Reactions: Like 9 | Way Cool 2


----------



## 2feathers Creative Making (Jul 11, 2022)

Looks awfully nice as a bowl. I am fairly sure it would sell now...

Reactions: Like 1 | Funny 1


----------



## trc65 (Jul 11, 2022)

Gonna be a beautiful bowl! Looks like you have a lot of nice ones waiting to be revealed sitting on that shelf.

Reactions: Like 1


----------



## Jonkou (Jul 11, 2022)

2feathers Creative Making said:


> Looks awfully nice as a bowl. I am fairly sure it would sell now...


Yeah, you could have had it for $40 delivered, it’ll cost you $240 plus shipping when it’s done.

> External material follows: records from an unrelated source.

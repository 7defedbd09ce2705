//! Database configuration module for the wallet ledger.
//!
//! This module handles the `SQLite` connection and table creation using `SeaORM`.
//! Tables are generated from the entity definitions with `Schema::create_table_from_entity`,
//! so the schema always matches the Rust structs without hand-written SQL.

use crate::entities::{
    LedgerEntry, MarketplaceTransaction, PaymentToken, Product, Transfer, User, Wallet,
};
use crate::errors::Result;
use sea_orm::{ConnectionTrait, Database, DatabaseConnection, EntityTrait, Schema};
use tracing::{debug, info};

const DEFAULT_DATABASE_URL: &str = "sqlite://data/wallet_point.sqlite?mode=rwc";

/// Gets the database URL from the `DATABASE_URL` environment variable, falling back
/// to a local `SQLite` file.
#[must_use]
pub fn get_database_url() -> String {
    std::env::var("DATABASE_URL").unwrap_or_else(|_| DEFAULT_DATABASE_URL.to_string())
}

/// Establishes a connection to the database named by [`get_database_url`].
pub async fn create_connection() -> Result<DatabaseConnection> {
    let database_url = get_database_url();
    debug!("Connecting to database at {database_url}");
    Database::connect(&database_url).await.map_err(Into::into)
}

async fn create_table<E>(db: &DatabaseConnection, schema: &Schema, entity: E) -> Result<()>
where
    E: EntityTrait,
{
    let builder = db.get_database_backend();
    let mut statement = schema.create_table_from_entity(entity);
    statement.if_not_exists();
    db.execute(builder.build(&statement)).await?;
    Ok(())
}

/// Creates every ledger table that does not exist yet.
///
/// Parents are created before children so foreign keys resolve on backends that check
/// them eagerly.
pub async fn create_tables(db: &DatabaseConnection) -> Result<()> {
    let schema = Schema::new(db.get_database_backend());

    create_table(db, &schema, User).await?;
    create_table(db, &schema, Wallet).await?;
    create_table(db, &schema, LedgerEntry).await?;
    create_table(db, &schema, PaymentToken).await?;
    create_table(db, &schema, Transfer).await?;
    create_table(db, &schema, Product).await?;
    create_table(db, &schema, MarketplaceTransaction).await?;

    info!("Ledger tables ensured");
    Ok(())
}

#[cfg(test)]
mod tests {
    use super::*;
    use crate::entities::{LedgerEntryModel, PaymentTokenModel, WalletModel};
    use sea_orm::QuerySelect;

    #[tokio::test]
    async fn test_create_tables() -> Result<()> {
        let db = Database::connect("sqlite::memory:").await?;
        create_tables(&db).await?;

        // Test that tables exist by querying them
        let _: Vec<WalletModel> = Wallet::find().limit(1).all(&db).await?;
        let _: Vec<LedgerEntryModel> = LedgerEntry::find().limit(1).all(&db).await?;
        let _: Vec<PaymentTokenModel> = PaymentToken::find().limit(1).all(&db).await?;
        Transfer::find().limit(1).all(&db).await?;
        Product::find().limit(1).all(&db).await?;
        MarketplaceTransaction::find().limit(1).all(&db).await?;
        User::find().limit(1).all(&db).await?;

        Ok(())
    }

    #[tokio::test]
    async fn test_create_tables_is_idempotent() -> Result<()> {
        let db = Database::connect("sqlite::memory:").await?;
        create_tables(&db).await?;
        create_tables(&db).await?;
        Ok(())
    }
}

Reactions: Like 1 | Funny 2


----------



## Steve in VA (Jul 11, 2022)

I must have missed the “for sale” post 

Then again, I wouldn’t have done it the same justice you have John!

Reactions: Thank You! 1


----------



## Jonkou (Jul 15, 2022)

Got it hollowed this afternoon. Will sand and complete the foot next time, she’s lookin good. 8 more to go from the same log.

Reactions: Like 4 | EyeCandy! 2 | Way Cool 2


----------



## Steve in VA (Jul 15, 2022)

Yeah, I think it’s fair to say we all missed the boat on this one! That’s going to pop!!!

Reactions: Agree 1


----------



## JerseyHighlander (Jul 15, 2022)

That's gonna be a sweet one! It didn't sell cause it wasn't supposed to.

Reactions: Like 1


----------



## Nature Man (Jul 15, 2022)

Decadent work in progress! Keep up the parade! Chuck

Reactions: Like 1


----------



## Jonkou (Jul 16, 2022)

Grand daughter went home today so had time to sand, turn a simple foot and get it off the lathe. Will start the finishing process tomorrow.

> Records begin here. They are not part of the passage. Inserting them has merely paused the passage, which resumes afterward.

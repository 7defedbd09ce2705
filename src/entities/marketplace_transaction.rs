//! Marketplace transaction entity - one committed product purchase.

use super::enums::RecordStatus;
use sea_orm::entity::prelude::*;
use serde::{Deserialize, Serialize};

/// Marketplace transaction database model
#[derive(Clone, Debug, PartialEq, Eq, DeriveEntityModel, Serialize, Deserialize)]
#[sea_orm(table_name = "marketplace_transactions")]
pub struct Model {
    #[sea_orm(primary_key)]
    pub id: i64,
    /// Buyer wallet
    pub wallet_id: i64,
    pub product_id: i64,
    /// Product list price at purchase time
    pub amount: i64,
    /// Points actually charged (list price with the one-point floor applied)
    pub total_amount: i64,
    /// Always 1 in the current purchase flow
    pub quantity: i32,
    pub status: RecordStatus,
    pub created_at: DateTimeUtc,
}

/// Defines relationships between MarketplaceTransaction and other entities
#[derive(Copy, Clone, Debug, EnumIter, DeriveRelation)]
pub enum Relation {
    /// Each purchase was paid from one wallet
    #[sea_orm(
        belongs_to = "super::wallet::Entity",
        from = "Column::WalletId",
        to = "super::wallet::Column::Id"
    )]
    Wallet,
    /// Each purchase is for one product
    #[sea_orm(
        belongs_to = "super::product::Entity",
        from = "Column::ProductId",
        to = "super::product::Column::Id"
    )]
    Product,
}

impl Related<super::product::Entity> for Entity {
    fn to() -> RelationDef {
        Relation::Product.def()
    }
}

impl ActiveModelBehavior for ActiveModel {}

Reactions: Like 4 | EyeCandy! 1 | Way Cool 1


----------



## Eric Rorabaugh (Jul 16, 2022)

@Jonkou 
What kind of faceplate is that?


----------



## Jonkou (Jul 16, 2022)

Eric Rorabaugh said:


> @Jonkou
> What kind of faceplate is that?


20” Longworth chuck

Reactions: Thank You! 1


----------



## Bigg081 (Jul 17, 2022)




----------



## Jonkou (Jul 17, 2022)

First of 3 or 4 coats of oil, will let it dry a few days before applying the next.

Reactions: Like 7 | Way Cool 3


----------



## Jonkou (Jul 21, 2022)

Second coat pau, lookin good for three. Hellish outside today, trying to get the smell out but keep the ac in with the fan.

Reactions: Like 1 | EyeCandy! 5


----------



## Nature Man (Jul 21, 2022)

Jonkou said:


> Second coat pau, lookin good for three. Hellish outside today, trying to get the smell out but keep the ac in with the fan.
> 
> View attachment 229331
> View attachment 229333


Grand slam! Superior! Chuck

Reactions: Thank You! 1


----------



## JerseyHighlander (Jul 21, 2022)

I always put my oiled work out in the sun to cure. Never heard of Bush oil though, I'm guessing there's a solvent of some kind in it?
Bowl looks fanastic.

Reactions: Thank You! 1


----------



## Jonkou (Jul 21, 2022)

JerseyHighlander said:


> I always put my oiled work out in the sun to cure. Never heard of Bush oil though, I'm guessing there's a solvent of some kind in it?
> Bowl looks fanastic.


Yeah there’s a solvent and it has a high solid content, the can is heavy, builds quick with deep penetration and food safe when dry. Like this one.


----------